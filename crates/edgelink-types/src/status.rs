//! Node status vocabulary and transition rules.
//!
//! The link half and the running half of a [`NodeStatus`] evolve
//! independently, each along its own fixed set of edges:
//!
//! | Half | Legal edges |
//! |---|---|
//! | [`LinkStatus`] | `Disconnected → Connecting → Connected`, `Connecting → Disconnected`, `Connected → Disconnected` |
//! | [`RunningStatus`] | `Idle → Init → Ready → Running`, `* → Stopped`, `Stopped → Idle` |
//!
//! Both enums serialise as their integer discriminant so they can be dropped
//! straight into heartbeat documents.

use std::fmt;

use serde::{Deserialize, Serialize};
use serde_repr::{Deserialize_repr, Serialize_repr};

/// Which side of the gateway a node lives on.
#[derive(Debug, Clone, Copy, PartialEq, Eq, Hash, Serialize_repr, Deserialize_repr)]
#[repr(u8)]
pub enum NodeType {
    /// Southbound device driver.
    Driver = 1,
    /// Northbound application.
    App = 2,
}

impl fmt::Display for NodeType {
    fn fmt(&self, f: &mut fmt::Formatter<'_>) -> fmt::Result {
        match self {
            NodeType::Driver => write!(f, "driver"),
            NodeType::App => write!(f, "app"),
        }
    }
}

/// Connectivity of a node's underlying transport.
#[derive(
    Debug, Clone, Copy, PartialEq, Eq, Hash, Default, Serialize_repr, Deserialize_repr,
)]
#[repr(u8)]
pub enum LinkStatus {
    #[default]
    Disconnected = 0,
    Connecting = 1,
    Connected = 2,
}

impl LinkStatus {
    /// `true` when `self → next` is one of the legal link edges.
    pub fn can_transition_to(self, next: LinkStatus) -> bool {
        use LinkStatus::*;
        matches!(
            (self, next),
            (Disconnected, Connecting)
                | (Connecting, Connected)
                | (Connecting, Disconnected)
                | (Connected, Disconnected)
        )
    }
}

impl fmt::Display for LinkStatus {
    fn fmt(&self, f: &mut fmt::Formatter<'_>) -> fmt::Result {
        match self {
            LinkStatus::Disconnected => write!(f, "disconnected"),
            LinkStatus::Connecting => write!(f, "connecting"),
            LinkStatus::Connected => write!(f, "connected"),
        }
    }
}

/// Execution state of a node's processing logic.
#[derive(
    Debug, Clone, Copy, PartialEq, Eq, Hash, Default, Serialize_repr, Deserialize_repr,
)]
#[repr(u8)]
pub enum RunningStatus {
    #[default]
    Idle = 0,
    Init = 1,
    Ready = 2,
    Running = 3,
    Stopped = 4,
}

impl RunningStatus {
    /// `true` when `self → next` is one of the legal running edges.
    ///
    /// `Stopped` is reachable from every state (including itself) and can
    /// only be left by reinitialising the node back to `Idle`.
    pub fn can_transition_to(self, next: RunningStatus) -> bool {
        use RunningStatus::*;
        matches!(
            (self, next),
            (Idle, Init) | (Init, Ready) | (Ready, Running) | (_, Stopped) | (Stopped, Idle)
        )
    }

    /// The next state on the way up to `Running`, or `None` once there.
    ///
    /// From `Stopped` the path goes through `Idle` again.
    pub fn next_towards_running(self) -> Option<RunningStatus> {
        use RunningStatus::*;
        match self {
            Idle => Some(Init),
            Init => Some(Ready),
            Ready => Some(Running),
            Running => None,
            Stopped => Some(Idle),
        }
    }
}

impl fmt::Display for RunningStatus {
    fn fmt(&self, f: &mut fmt::Formatter<'_>) -> fmt::Result {
        match self {
            RunningStatus::Idle => write!(f, "idle"),
            RunningStatus::Init => write!(f, "init"),
            RunningStatus::Ready => write!(f, "ready"),
            RunningStatus::Running => write!(f, "running"),
            RunningStatus::Stopped => write!(f, "stopped"),
        }
    }
}

/// The status pair tracked for every node.
#[derive(Debug, Clone, Copy, PartialEq, Eq, Default, Serialize, Deserialize)]
pub struct NodeStatus {
    pub running: RunningStatus,
    pub link: LinkStatus,
}

impl NodeStatus {
    pub fn new(running: RunningStatus, link: LinkStatus) -> Self {
        Self { running, link }
    }
}

impl fmt::Display for NodeStatus {
    fn fmt(&self, f: &mut fmt::Formatter<'_>) -> fmt::Result {
        write!(f, "{{{}, {}}}", self.link, self.running)
    }
}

※

● Task description
A complete answer gives every line of the records holding "Display".

● Solution to the exercise
impl fmt::Display for NodeType {
impl fmt::Display for LinkStatus {
impl fmt::Display for RunningStatus {
impl fmt::Display for NodeStatus {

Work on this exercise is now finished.